Exercise instructions: Set down a word-for-word copy of the data below, limited to the lines from the first through the line with "if let Some(role)".

Collected data
—————

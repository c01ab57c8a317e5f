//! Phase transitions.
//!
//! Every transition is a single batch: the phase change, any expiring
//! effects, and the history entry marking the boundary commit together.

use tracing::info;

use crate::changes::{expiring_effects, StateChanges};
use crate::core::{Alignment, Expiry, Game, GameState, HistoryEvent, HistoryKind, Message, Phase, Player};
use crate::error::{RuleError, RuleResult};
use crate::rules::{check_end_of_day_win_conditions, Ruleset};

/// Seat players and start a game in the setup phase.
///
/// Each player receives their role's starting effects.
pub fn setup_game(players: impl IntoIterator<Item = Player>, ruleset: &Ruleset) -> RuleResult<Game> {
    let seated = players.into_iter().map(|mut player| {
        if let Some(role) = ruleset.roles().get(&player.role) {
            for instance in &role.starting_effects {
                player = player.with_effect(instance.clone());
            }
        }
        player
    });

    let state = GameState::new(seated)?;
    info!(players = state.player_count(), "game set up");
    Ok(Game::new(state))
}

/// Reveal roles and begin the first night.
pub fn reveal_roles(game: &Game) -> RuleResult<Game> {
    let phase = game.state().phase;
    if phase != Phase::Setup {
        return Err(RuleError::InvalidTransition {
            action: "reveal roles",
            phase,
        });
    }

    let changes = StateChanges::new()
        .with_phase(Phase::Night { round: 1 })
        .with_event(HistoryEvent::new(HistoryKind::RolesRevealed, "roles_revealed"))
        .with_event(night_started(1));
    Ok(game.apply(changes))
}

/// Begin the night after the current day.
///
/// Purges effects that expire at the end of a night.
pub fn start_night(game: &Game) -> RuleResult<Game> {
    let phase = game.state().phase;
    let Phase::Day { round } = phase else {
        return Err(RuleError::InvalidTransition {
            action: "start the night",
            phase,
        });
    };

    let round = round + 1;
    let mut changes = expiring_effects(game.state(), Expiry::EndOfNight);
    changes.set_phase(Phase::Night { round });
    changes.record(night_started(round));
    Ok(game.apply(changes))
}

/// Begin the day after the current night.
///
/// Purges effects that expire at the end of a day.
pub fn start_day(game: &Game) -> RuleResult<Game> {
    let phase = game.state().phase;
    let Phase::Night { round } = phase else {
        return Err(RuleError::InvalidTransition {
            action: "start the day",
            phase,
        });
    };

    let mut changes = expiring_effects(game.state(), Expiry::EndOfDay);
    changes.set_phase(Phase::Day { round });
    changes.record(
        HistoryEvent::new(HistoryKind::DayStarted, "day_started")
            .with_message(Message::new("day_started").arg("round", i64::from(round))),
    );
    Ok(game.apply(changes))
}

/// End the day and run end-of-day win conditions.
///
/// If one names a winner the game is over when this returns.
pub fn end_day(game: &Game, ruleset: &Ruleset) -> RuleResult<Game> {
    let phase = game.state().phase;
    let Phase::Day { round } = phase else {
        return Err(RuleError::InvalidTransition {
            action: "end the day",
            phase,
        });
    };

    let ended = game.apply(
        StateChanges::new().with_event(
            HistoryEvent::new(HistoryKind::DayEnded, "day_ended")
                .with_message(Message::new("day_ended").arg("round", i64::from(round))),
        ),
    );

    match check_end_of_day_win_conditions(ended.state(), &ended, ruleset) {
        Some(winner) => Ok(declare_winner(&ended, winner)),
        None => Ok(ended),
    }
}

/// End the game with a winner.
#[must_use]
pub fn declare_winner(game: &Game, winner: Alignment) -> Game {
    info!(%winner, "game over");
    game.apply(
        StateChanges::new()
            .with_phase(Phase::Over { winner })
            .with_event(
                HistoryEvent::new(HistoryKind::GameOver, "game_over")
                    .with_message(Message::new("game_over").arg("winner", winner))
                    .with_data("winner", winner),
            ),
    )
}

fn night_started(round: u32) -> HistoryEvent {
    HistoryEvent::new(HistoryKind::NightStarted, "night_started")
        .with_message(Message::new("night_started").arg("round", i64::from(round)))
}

—————

Answer space:
repository c01ab57c8a317e5f
//! Phase transitions.
//!
//! Every transition is a single batch: the phase change, any expiring
//! effects, and the history entry marking the boundary commit together.

use tracing::info;

use crate::changes::{expiring_effects, StateChanges};
use crate::core::{Alignment, Expiry, Game, GameState, HistoryEvent, HistoryKind, Message, Phase, Player};
use crate::error::{RuleError, RuleResult};
use crate::rules::{check_end_of_day_win_conditions, Ruleset};

/// Seat players and start a game in the setup phase.
///
/// Each player receives their role's starting effects.
pub fn setup_game(players: impl IntoIterator<Item = Player>, ruleset: &Ruleset) -> RuleResult<Game> {
    let seated = players.into_iter().map(|mut player| {
        if let Some(role) = ruleset.roles().get(&player.role) {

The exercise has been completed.